Prequel question (inserted on edit, inspired by the longer ICT thread):
What elements of protest resolution would you say absolutely must be covered in the pre-tournament moderator meeting? Here we're trying to achieve the right balance between good preparation and information overload; we want to be thorough but we don't want teams waiting around half an hour before Round 1 because staff isn't out of their meeting yet.
Jeff Hoppes relayed this statement by e-mail (I didn't immediately catch whether it was a post or a chat) to ICT planners, and a couple of us immediately (to our consternation) realized that, although this statement is false, one could easily get that impression from outside.Evan Nagler wrote: There's an increasing sense among people I've talked to that protests are just denied as a matter of keeping things running on time rather than on merit.
To what extent you all agree with the statements below? Assume we're talking about ICT, though most of this also applies to HSNCT. None of these have been vetted by other NAQTers, and please note that a couple of these are infeasible (or just very bad ideas IMO), but all are natural brainstorms. I'm interested in which of these get resounding agreement (or even resounding condemnation of doing things any other way) as opposed to benign apathy (EDIT) or resounding disagreement.
1. Before any national championship, NAQT should form (from some subset of the members/editors at the tournament) a "protest committee"
1a. ...and tell teams in advance who those people are
2. Any time a protest would determine who wins a game (after any conditional or hypothetical play is carried out, of course), someone in the control room should hear from the protesting team a concise explanation of its exact point(s) of contention.
2a. ...and hear from the other team a concise rebuttal, if the other team so wishes.
3. Every protest resolution should involve a reasonably senior NAQT member concisely explaining the ruling, and in brief the procedure of coming to that conclusion, to both teams.
4. There should be a dedicated resource to carrying out all necessary factual research; that person would have no other duties (i.e. not a reader, scorekeeper, stat person, or control room head)
4a. That person should be on-site.
5. Sometimes it's just not possible to make a quick determination. Wherever the schedule doesn't depend on the outcome of that game (ICT-specific example: as of round 9 the opponents are set through round 14, but a round 7 game would likely affect the necessity of round 8 tiebreaks and the round 9 onward pairings), NAQT should tell both teams that no immediate resolution is available and give them an ETA for the resolution.
5a. Sometimes (i.e. more frequently than current practice), if it's just not possible to make a quick determination, a tossup or bonus should simply be replaced (even if it's reasonable to believe that some amount of research would lead to a resolution in whose correctness we're fairly confident).

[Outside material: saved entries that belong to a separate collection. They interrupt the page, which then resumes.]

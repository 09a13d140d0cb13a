//! Mathematical utilities: basis functions, dense solves, and relaxation.

pub mod basis;
pub mod relax;
pub mod solve;

pub use basis::*;
pub use relax::*;
pub use solve::*;
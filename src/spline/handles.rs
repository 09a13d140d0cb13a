//! Tangent handle editing.
//!
//! A knot shows two handles: the incoming one at `knot - d_in / 3` and the
//! outgoing one at `knot + d_out / 3`. Dragging a handle sets that side's
//! derivative; the knot's `TangentMode` decides what happens to the other:
//!
//! - Smooth: the sibling takes the same derivative, so its handle is the
//!   point reflection of the edited one through the knot
//! - Straight: the sibling turns to stay collinear and keeps its length
//! - Corner: the sibling is left alone

use crate::domain::{HandleSide, Point, Tangent, TangentMode, coords, point};
use crate::spline::state::TangentPair;

/// Set `side` of `pair` to `d` and propagate to the sibling per `mode`.
pub fn edit_handle(pair: &mut TangentPair, side: HandleSide, d: Tangent, mode: TangentMode) {
    pair.set(side, d);
    let sibling = side.sibling();
    match mode {
        TangentMode::Smooth => pair.set(sibling, d),
        TangentMode::Straight => {
            let len = pair.get(sibling).norm();
            // A zero-length edit has no direction to follow.
            if let Some(dir) = d.try_normalize(0.0) {
                pair.set(sibling, dir * len);
            }
        }
        TangentMode::Corner => {}
    }
}

/// Where the handle for derivative `d` on `side` is drawn.
pub fn handle_position(knot: &Point, d: &Tangent, side: HandleSide) -> Point {
    let offset = d / 3.0;
    let k = coords(knot);
    let p = match side {
        HandleSide::Incoming => k - offset,
        HandleSide::Outgoing => k + offset,
    };
    point(p.x, p.y)
}

/// Derivative implied by a handle dragged to `handle`.
pub fn tangent_from_handle(knot: &Point, handle: &Point, side: HandleSide) -> Tangent {
    let offset = (coords(handle) - coords(knot)) * 3.0;
    match side {
        HandleSide::Incoming => -offset,
        HandleSide::Outgoing => offset,
    }
}
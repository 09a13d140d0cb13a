//! Shared run logic behind the `fit` and `spline` commands.
//!
//! Keeping this in one place keeps the workflow
//! read points -> parametrize -> fit or solve -> sample
//! separate from presentation (printing, exports, debug bundles).

use crate::domain::{FitConfig, Point, SplineConfig, SplineMode, dedup_consecutive};
use crate::error::AppError;
use crate::eval::{sample_graph, sample_parametric, sample_spline};
use crate::fit::{ParametricFit, fit_graph, fit_parametric, x_extent};
use crate::io::{read_points_file, read_tangents_file};
use crate::models::FitModel;
use crate::session::CurveSession;
use crate::spline::{SolveReport, TangentPair};

/// What a fit produced: a `y(x)` model or an `x(t), y(t)` pair.
#[derive(Debug, Clone, PartialEq)]
pub enum FittedCurve {
    Graph { model: FitModel, x_range: (f64, f64) },
    Parametric(ParametricFit),
}

/// All computed outputs of a single `pcurve fit` run.
#[derive(Debug, Clone)]
pub struct FitRun {
    pub points: Vec<Point>,
    pub curve: FittedCurve,
    pub samples: Vec<Point>,
}

/// All computed outputs of a single `pcurve spline` run.
#[derive(Debug, Clone)]
pub struct SplineRun {
    pub points: Vec<Point>,
    pub parameters: Vec<f64>,
    pub mode: SplineMode,
    pub report: SolveReport,
    pub tangents: Vec<TangentPair>,
    pub samples: Vec<Point>,
}

pub fn run_fit(config: &FitConfig) -> Result<FitRun, AppError> {
    let points = read_points_file(&config.input)?;
    run_fit_on_points(config, points)
}

/// Execute the fit on points already in memory.
pub fn run_fit_on_points(config: &FitConfig, points: Vec<Point>) -> Result<FitRun, AppError> {
    let points = prepare_points(points, config.param.uses_positions() && !config.graph)?;

    if config.graph {
        let model = fit_graph(&config.method, &points)?;
        let (lo, hi) = x_extent(&points).ok_or_else(|| AppError::new(3, "No points in input."))?;
        let x_range = (config.x_min.unwrap_or(lo), config.x_max.unwrap_or(hi));
        let samples = sample_graph(&model, x_range.0, x_range.1)?.collect();
        return Ok(FitRun {
            points,
            curve: FittedCurve::Graph { model, x_range },
            samples,
        });
    }

    let fit = fit_parametric(&config.method, config.param, &points)?;
    let samples = sample_parametric(&fit).collect();
    Ok(FitRun {
        points,
        curve: FittedCurve::Parametric(fit),
        samples,
    })
}

pub fn run_spline(config: &SplineConfig) -> Result<SplineRun, AppError> {
    let points = read_points_file(&config.input)?;
    let tangents = match &config.tangents {
        Some(path) => Some(read_tangents_file(path)?),
        None => None,
    };
    run_spline_on_points(config, points, tangents)
}

/// Execute the spline on points (and optional tangents) already in memory.
///
/// Explicit tangents are matched to knots one to one, so consecutive
/// duplicates are only dropped when no tangents are given.
pub fn run_spline_on_points(
    config: &SplineConfig,
    points: Vec<Point>,
    tangents: Option<Vec<TangentPair>>,
) -> Result<SplineRun, AppError> {
    let points = match tangents {
        Some(_) => points,
        None => prepare_points(points, config.param.uses_positions())?,
    };

    let mut session = CurveSession::new(config.param, config.solver).with_step(config.step);
    session.replace_points(points);
    if let Some(pairs) = &tangents {
        session.load_tangents(pairs)?;
    }
    let (report, curve) = session.solve_curve()?;
    let samples = sample_spline(&curve, config.step)?.collect();

    Ok(SplineRun {
        parameters: session.parameters()?,
        points: session.points().to_vec(),
        mode: session.spline_mode(),
        report,
        tangents: session.state().tangents().to_vec(),
        samples,
    })
}

/// Reject empty input and drop in-progress duplicates the parametrization
/// would choke on.
fn prepare_points(points: Vec<Point>, drop_duplicates: bool) -> Result<Vec<Point>, AppError> {
    if points.is_empty() {
        return Err(AppError::new(3, "No points in input."));
    }
    if !drop_duplicates {
        return Ok(points);
    }
    let kept = dedup_consecutive(&points);
    if kept.len() < points.len() {
        log::warn!(
            "dropped {} consecutive duplicate point(s)",
            points.len() - kept.len()
        );
    }
    Ok(kept)
}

6. Correct protest resolution is so important that at an ICT, somebody of the caliber of R. or Andrew should be in a control room instead of reading.
What other statements should be here?
P.S. If you find it relevant: This year's ICT room layout and scoresheet/packet procedures left me with a de facto control room, the implications of which I didn't ponder in depth beforehand. (Every protest that moderators brought to my attention, I called upstairs.) Otherwise I'm heavily involved in tournament planning but not nearly as well qualified to address factual issues as R., Andrew, Jeff, Matt K., et al. For HSNCT I've typically run a Saturday control room (but relied heavily on R. for protest handling) and handled the Sunday playoff control room. In past years, HSNCT playoff protests have basically paused the tournament while we do everything in our power to get the right resolution quickly.